The paper tackles the problem of analyzing heterogeneous multi-typed relational data by developing a neural method for collective matrix tri-factorization to perform spectral clustering of all entities and learn cluster associations, achieving improved performance over non-neural approaches on benchmark datasets. It also introduces Discordance Analysis to reveal information discrepancies across matrix subsets, demonstrating utility in knowledge base quality assessment and representation learning.
Heterogeneous multi-typed, multimodal relational data is increasingly available in many domains and their exploratory analysis poses several challenges. We advance the state-of-the-art in neural unsupervised learning to analyze such data. We design the first neural method for collective matrix tri-factorization of arbitrary collections of matrices to perform spectral clustering of all constituent entities and learn cluster associations.
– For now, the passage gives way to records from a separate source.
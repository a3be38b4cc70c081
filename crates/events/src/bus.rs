//! Publish/subscribe abstraction (mechanics only).
//!
//! The bus distributes notifications; it is not a store. Ledger state is owned
//! by the controller and is already updated by the time a message is published,
//! so a failed publish never rolls anything back.

use std::sync::Arc;
use std::sync::mpsc::Receiver;

use thiserror::Error;

/// A subscription to a message stream.
///
/// Each subscription gets a copy of every message published after it was
/// created (broadcast semantics). Meant for single-threaded consumption.
///
/// ```ignore
/// let subscription = bus.subscribe();
/// while let Ok(message) = subscription.try_recv() {
///     render_status(&message);
/// }
/// ```
#[derive(Debug)]
pub struct Subscription<M> {
    receiver: Receiver<M>,
}

impl<M> Subscription<M> {
    pub fn new(receiver: Receiver<M>) -> Self {
        Self { receiver }
    }

    /// Try to receive a message without blocking.
    pub fn try_recv(&self) -> Result<M, std::sync::mpsc::TryRecvError> {
        self.receiver.try_recv()
    }

    /// Drain everything currently queued.
    pub fn drain(&self) -> Vec<M> {
        self.receiver.try_iter().collect()
    }
}

#[derive(Debug, Error, Clone, PartialEq, Eq)]
pub enum PublishError {
    /// Internal lock poisoning.
    #[error("event bus is poisoned")]
    Poisoned,
}

/// Message bus (pub/sub abstraction).
///
/// Object safe for a fixed message type, so owners can hold
/// `Arc<dyn EventBus<M>>` without knowing the transport.
pub trait EventBus<M>: Send + Sync {
    fn publish(&self, message: M) -> Result<(), PublishError>;

    fn subscribe(&self) -> Subscription<M>;
}

impl<M, B> EventBus<M> for Arc<B>
where
    B: EventBus<M> + ?Sized,
{
    fn publish(&self, message: M) -> Result<(), PublishError> {
        (**self).publish(message)
    }

    fn subscribe(&self) -> Subscription<M> {
        (**self).subscribe()
    }
}
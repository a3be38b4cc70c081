//! Read-only tabular projection handed to spreadsheet writers.

use chrono::{DateTime, Utc};
use serde::{Deserialize, Serialize};

use crate::item::Item;
use crate::store::ItemStore;

/// One exported item row. Dates stay as timestamps; formatting is the
/// writer's job.
#[derive(Debug, Clone, PartialEq, Eq, Serialize, Deserialize)]
#[serde(rename_all = "camelCase")]
pub struct ItemExportRow {
    pub sku: String,
    pub name: String,
    pub category: String,
    pub stock: i64,
    pub unit: String,
    pub min_stock: i64,
    pub last_updated: DateTime<Utc>,
}

impl From<&Item> for ItemExportRow {
    fn from(item: &Item) -> Self {
        Self {
            sku: item.sku.clone(),
            name: item.name.clone(),
            category: item.category.clone(),
            stock: item.stock,
            unit: item.unit.clone(),
            min_stock: item.min_stock,
            last_updated: item.last_updated,
        }
    }
}

/// Every item, in store order.
pub fn export_items(store: &ItemStore) -> Vec<ItemExportRow> {
    store.list().map(ItemExportRow::from).collect()
}
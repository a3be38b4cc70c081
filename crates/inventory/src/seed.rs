//! Demo data for a fresh session.

use chrono::{DateTime, Duration, Utc};

use gudang_core::TransactionId;

use crate::item::Item;
use crate::ledger::{MovementKind, Transaction};

/// The five demo items.
pub fn demo_items(now: DateTime<Utc>) -> Vec<Item> {
    vec![
        Item::new("ELEC-001", "Laptop Gaming X1", now)
            .with_category("Elektronik")
            .with_stock(15)
            .with_unit("Unit")
            .with_min_stock(5),
        Item::new("ELEC-002", "Mouse Wireless", now)
            .with_category("Aksesoris")
            .with_stock(42)
            .with_unit("Pcs")
            .with_min_stock(10),
        Item::new("FURN-001", "Kursi Ergonomis", now)
            .with_category("Furniture")
            .with_stock(3)
            .with_unit("Unit")
            .with_min_stock(5),
        Item::new("ATK-001", "Kertas A4 Rim", now)
            .with_category("ATK")
            .with_stock(120)
            .with_unit("Rim")
            .with_min_stock(20),
        Item::new("ELEC-003", "Monitor 24 Inch", now)
            .with_category("Elektronik")
            .with_stock(8)
            .with_unit("Unit")
            .with_min_stock(5),
    ]
}

/// Historical movements for the demo items, newest first.
///
/// Their effect is already included in the demo stock values.
pub fn demo_transactions(items: &[Item], now: DateTime<Utc>) -> Vec<Transaction> {
    let history = [
        ("ELEC-002", MovementKind::In, 20, Duration::days(1), "Restock mingguan"),
        ("FURN-001", MovementKind::Out, 2, Duration::days(2), "Penggunaan internal"),
    ];

    history
        .into_iter()
        .filter_map(|(sku, kind, quantity, age, notes)| {
            let item = items.iter().find(|i| i.sku == sku)?;
            Some(Transaction {
                id: TransactionId::new(),
                item_id: item.id,
                item_name: item.name.clone(),
                kind,
                quantity,
                date: now - age,
                notes: notes.to_string(),
            })
        })
        .collect()
}
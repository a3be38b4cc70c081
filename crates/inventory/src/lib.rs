//! Warehouse stock ledger.
//!
//! Items carry a cached stock balance; movements and physical counts are the
//! history that explains it. The [`Warehouse`] controller is the single owner
//! of that state and the only mutation entry point.

pub mod event;
pub mod export;
pub mod import;
pub mod item;
pub mod ledger;
pub mod seed;
pub mod store;
pub mod summary;
pub mod warehouse;

pub use event::{LedgerEvent, Notification, Operation};
pub use export::ItemExportRow;
pub use import::{ImportSummary, ItemCandidate, RowNormalization, candidates_from_rows};
pub use item::Item;
pub use ledger::{
    Ledger, MovementKind, OpnameStatus, PostTransaction, Reconcile, Reversal, StockOpname,
    Transaction,
};
pub use store::{ItemStore, UpsertOutcome};
pub use summary::{InventorySummary, LowStockItem};
pub use warehouse::Warehouse;
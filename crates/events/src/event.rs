use chrono::{DateTime, Utc};

/// A domain-agnostic event.
///
/// Events are immutable; treat them as facts.
pub trait Event: Clone + core::fmt::Debug + Send + Sync + 'static {
    /// Stable event name/type identifier (e.g. "inventory.transaction.posted").
    fn event_type(&self) -> &'static str;

    /// When the event occurred (business time).
    fn occurred_at(&self) -> DateTime<Utc>;
}
//! Strongly-typed identifiers used across the warehouse domain.

use core::str::FromStr;
use serde::{Deserialize, Serialize};
use uuid::Uuid;

use crate::error::DomainError;

/// Identifier of a stocked item (internal identity, distinct from the SKU).
#[derive(Debug, Copy, Clone, PartialEq, Eq, Hash, Serialize, Deserialize)]
#[serde(transparent)]
pub struct ItemId(Uuid);

/// Identifier of an inbound/outbound stock movement.
#[derive(Debug, Copy, Clone, PartialEq, Eq, Hash, Serialize, Deserialize)]
#[serde(transparent)]
pub struct TransactionId(Uuid);

/// Identifier of a physical-count reconciliation record.
#[derive(Debug, Copy, Clone, PartialEq, Eq, Hash, Serialize, Deserialize)]
#[serde(transparent)]
pub struct OpnameId(Uuid);

macro_rules! impl_uuid_newtype {
    ($t:ty, $name:literal) => {
        impl $t {
            /// Create a new identifier.
            ///
            /// Uses UUIDv7 (time-ordered). Identifiers are never reused.
            pub fn new() -> Self {
                Self(Uuid::now_v7())
            }

            pub fn from_uuid(uuid: Uuid) -> Self {
                Self(uuid)
            }

            pub fn as_uuid(&self) -> &Uuid {
                &self.0
            }
        }

        impl Default for $t {
            fn default() -> Self {
                Self::new()
            }
        }

        impl core::fmt::Display for $t {
            fn fmt(&self, f: &mut core::fmt::Formatter<'_>) -> core::fmt::Result {
                core::fmt::Display::fmt(&self.0, f)
            }
        }

        impl From<Uuid> for $t {
            fn from(value: Uuid) -> Self {
                Self(value)
            }
        }

        impl From<$t> for Uuid {
            fn from(value: $t) -> Self {
                value.0
            }
        }

        impl FromStr for $t {
            type Err = DomainError;

            fn from_str(s: &str) -> Result<Self, Self::Err> {
                let uuid = Uuid::from_str(s)
                    .map_err(|e| DomainError::invalid_id(format!("{}: {}", $name, e)))?;
                Ok(Self(uuid))
            }
        }
    };
}

impl_uuid_newtype!(ItemId, "ItemId");
impl_uuid_newtype!(TransactionId, "TransactionId");
impl_uuid_newtype!(OpnameId, "OpnameId");

#[cfg(test)]
mod tests {
    use super::*;

    #[test]
    fn fresh_ids_are_distinct() {
        let a = ItemId::new();
        let b = ItemId::new();
        assert_ne!(a, b);
    }

    #[test]
    fn parses_its_own_display_form() {
        let id = TransactionId::new();
        let parsed: TransactionId = id.to_string().parse().unwrap();
        assert_eq!(parsed, id);
    }

    #[test]
    fn malformed_id_is_rejected_with_type_name() {
        let err = "not-a-uuid".parse::<OpnameId>().unwrap_err();
        match err {
            DomainError::InvalidId(msg) => assert!(msg.starts_with("OpnameId")),
            other => panic!("expected InvalidId, got {other:?}"),
        }
    }

    #[test]
    fn serializes_transparently() {
        let uuid = Uuid::now_v7();
        let id = ItemId::from_uuid(uuid);
        let json = serde_json::to_string(&id).unwrap();
        assert_eq!(json, format!("\"{uuid}\""));
    }
}
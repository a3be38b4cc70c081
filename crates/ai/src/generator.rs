//! Seam to a third-party text-generation service.

use crate::result::AiError;

/// Sends a prompt to a language model.
///
/// `Ok(None)` means the service answered but produced no text.
pub trait TextGenerator: Send + Sync {
    fn generate(&self, model: &str, prompt: &str) -> Result<Option<String>, AiError>;
}

impl<G: TextGenerator + ?Sized> TextGenerator for Box<G> {
    fn generate(&self, model: &str, prompt: &str) -> Result<Option<String>, AiError> {
        (**self).generate(model, prompt)
    }
}

#[cfg(feature = "gemini")]
pub mod gemini {
    //! Google Generative Language API (`generateContent`), blocking.

    use serde::{Deserialize, Serialize};

    use super::TextGenerator;
    use crate::config::AiConfig;
    use crate::result::AiError;

    #[derive(Debug, Serialize)]
    struct GenerateRequest<'a> {
        contents: Vec<Content<'a>>,
    }

    #[derive(Debug, Serialize)]
    struct Content<'a> {
        parts: Vec<Part<'a>>,
    }

    #[derive(Debug, Serialize)]
    struct Part<'a> {
        text: &'a str,
    }

    #[derive(Debug, Default, Deserialize)]
    struct GenerateResponse {
        #[serde(default)]
        candidates: Vec<Candidate>,
    }

    #[derive(Debug, Default, Deserialize)]
    struct Candidate {
        #[serde(default)]
        content: Option<CandidateContent>,
    }

    #[derive(Debug, Default, Deserialize)]
    struct CandidateContent {
        #[serde(default)]
        parts: Vec<CandidatePart>,
    }

    #[derive(Debug, Default, Deserialize)]
    struct CandidatePart {
        #[serde(default)]
        text: Option<String>,
    }

    pub struct GeminiClient {
        http: reqwest::blocking::Client,
        endpoint: String,
        api_key: String,
    }

    impl core::fmt::Debug for GeminiClient {
        fn fmt(&self, f: &mut core::fmt::Formatter<'_>) -> core::fmt::Result {
            f.debug_struct("GeminiClient").field("endpoint", &self.endpoint).finish()
        }
    }

    impl GeminiClient {
        /// `None` when the config carries no credential.
        pub fn from_config(config: &AiConfig) -> Result<Option<Self>, AiError> {
            let Some(api_key) = config.api_key.clone() else {
                return Ok(None);
            };
            let http = reqwest::blocking::Client::builder()
                .timeout(config.timeout)
                .build()
                .map_err(|e| AiError::Internal(format!("http client: {e}")))?;
            Ok(Some(Self {
                http,
                endpoint: config.endpoint.trim_end_matches('/').to_string(),
                api_key,
            }))
        }
    }

    impl TextGenerator for GeminiClient {
        fn generate(&self, model: &str, prompt: &str) -> Result<Option<String>, AiError> {
            let url = format!("{}/models/{}:generateContent", self.endpoint, model);
            let body = GenerateRequest {
                contents: vec![Content {
                    parts: vec![Part { text: prompt }],
                }],
            };

            let response = self
                .http
                .post(url)
                .header("x-goog-api-key", &self.api_key)
                .json(&body)
                .send()
                .map_err(|e| AiError::InferenceFailed(e.to_string()))?
                .error_for_status()
                .map_err(|e| AiError::InferenceFailed(e.to_string()))?;

            let parsed: GenerateResponse = response
                .json()
                .map_err(|e| AiError::Internal(format!("decode response: {e}")))?;

            let text: String = parsed
                .candidates
                .into_iter()
                .next()
                .and_then(|c| c.content)
                .map(|c| c.parts.into_iter().filter_map(|p| p.text).collect())
                .unwrap_or_default();

            Ok(if text.trim().is_empty() { None } else { Some(text) })
        }
    }
}
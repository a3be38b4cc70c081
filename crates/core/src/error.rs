//! Domain error model.

use thiserror::Error;

use crate::entity::Entity;

/// Result type used across the domain layer.
pub type DomainResult<T> = Result<T, DomainError>;

/// Domain-level error.
///
/// Keep this focused on deterministic business failures (validation, missing
/// records, key conflicts). Every failing operation leaves state untouched.
#[derive(Debug, Error, Clone, PartialEq, Eq)]
pub enum DomainError {
    /// A value failed validation (e.g. non-positive quantity).
    #[error("validation failed: {0}")]
    Validation(String),

    /// An identifier was invalid (e.g. parse failure).
    #[error("invalid identifier: {0}")]
    InvalidId(String),

    /// An item, transaction or opname id did not resolve.
    #[error("{entity} not found: {id}")]
    NotFound { entity: &'static str, id: String },

    /// A uniqueness constraint would be broken (duplicate SKU or id).
    #[error("conflict: {0}")]
    Conflict(String),
}

impl DomainError {
    pub fn validation(msg: impl Into<String>) -> Self {
        Self::Validation(msg.into())
    }

    pub fn invalid_id(msg: impl Into<String>) -> Self {
        Self::InvalidId(msg.into())
    }

    pub fn conflict(msg: impl Into<String>) -> Self {
        Self::Conflict(msg.into())
    }

    /// Missing record of entity type `E`.
    pub fn not_found<E: Entity>(id: &E::Id) -> Self
    where
        E::Id: core::fmt::Display,
    {
        Self::NotFound {
            entity: E::KIND,
            id: id.to_string(),
        }
    }

    pub fn is_not_found(&self) -> bool {
        matches!(self, Self::NotFound { .. })
    }
}

#[cfg(test)]
mod tests {
    use super::*;

    struct Widget {
        id: u32,
    }

    impl Entity for Widget {
        type Id = u32;
        const KIND: &'static str = "widget";

        fn id(&self) -> &Self::Id {
            &self.id
        }
    }

    #[test]
    fn not_found_carries_entity_kind_and_id() {
        let w = Widget { id: 7 };
        let err = DomainError::not_found::<Widget>(w.id());
        assert!(err.is_not_found());
        assert_eq!(err.to_string(), "widget not found: 7");
    }

    #[test]
    fn validation_message_is_prefixed() {
        let err = DomainError::validation("quantity must be positive");
        assert_eq!(err.to_string(), "validation failed: quantity must be positive");
        assert!(!err.is_not_found());
    }
}
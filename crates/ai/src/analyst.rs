//! User-facing analysis entry point with soft failure.

use crate::config::AiConfig;
use crate::generator::TextGenerator;
use crate::job::{AiJob, InventoryAnalysisJob};
use crate::snapshot::InventorySnapshot;

pub const UNAVAILABLE_MESSAGE: &str =
    "API Key tidak ditemukan. Mohon konfigurasi API_KEY untuk menggunakan fitur AI.";
pub const EMPTY_RESPONSE_MESSAGE: &str = "Tidak ada respon dari AI.";
pub const FAILURE_MESSAGE: &str = "Maaf, terjadi kesalahan saat menganalisis data inventaris.";

/// Produces a text summary of the warehouse, or a fixed message when that is
/// not possible. Never returns an error.
pub struct InventoryAnalyst {
    model: String,
    recent_limit: usize,
    generator: Option<Box<dyn TextGenerator>>,
}

impl core::fmt::Debug for InventoryAnalyst {
    fn fmt(&self, f: &mut core::fmt::Formatter<'_>) -> core::fmt::Result {
        f.debug_struct("InventoryAnalyst")
            .field("model", &self.model)
            .field("recent_limit", &self.recent_limit)
            .field("available", &self.is_available())
            .finish()
    }
}

impl InventoryAnalyst {
    /// Analyst backed by the configured service, if a credential is present.
    pub fn from_config(config: &AiConfig) -> Self {
        Self {
            model: config.model.clone(),
            recent_limit: config.recent_limit,
            generator: default_generator(config),
        }
    }

    /// Analyst backed by an explicit generator.
    pub fn with_generator(config: &AiConfig, generator: impl TextGenerator + 'static) -> Self {
        Self {
            model: config.model.clone(),
            recent_limit: config.recent_limit,
            generator: Some(Box::new(generator)),
        }
    }

    pub fn is_available(&self) -> bool {
        self.generator.is_some()
    }

    pub fn analyze(&self, snapshot: InventorySnapshot) -> String {
        let Some(generator) = self.generator.as_deref() else {
            return UNAVAILABLE_MESSAGE.to_string();
        };

        let job = InventoryAnalysisJob::new(generator, &self.model, snapshot)
            .with_recent_limit(self.recent_limit);

        match job.run() {
            Ok(result) => {
                tracing::debug!(metadata = %result.metadata, "inventory analysis completed");
                match result.text {
                    Some(text) if !text.trim().is_empty() => text,
                    _ => EMPTY_RESPONSE_MESSAGE.to_string(),
                }
            }
            Err(error) => {
                tracing::error!(%error, model = %self.model, "inventory analysis failed");
                FAILURE_MESSAGE.to_string()
            }
        }
    }
}

#[cfg(feature = "gemini")]
fn default_generator(config: &AiConfig) -> Option<Box<dyn TextGenerator>> {
    match crate::generator::gemini::GeminiClient::from_config(config) {
        Ok(client) => client.map(|c| Box::new(c) as Box<dyn TextGenerator>),
        Err(error) => {
            tracing::error!(%error, "could not build Gemini client");
            None
        }
    }
}

#[cfg(not(feature = "gemini"))]
fn default_generator(config: &AiConfig) -> Option<Box<dyn TextGenerator>> {
    if config.has_credential() {
        tracing::warn!("built without the `gemini` feature; AI analysis disabled");
    }
    None
}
Experiments on benchmark datasets demonstrate its efficacy over previous non-neural approaches. Leveraging signals from multi-way clustering and collective matrix completion we design a unique technique, called Discordance Analysis, to reveal information discrepancies across subsets of matrices in a collection with respect to two entities. We illustrate its utility in quality assessment of knowledge bases and in improving representation learning.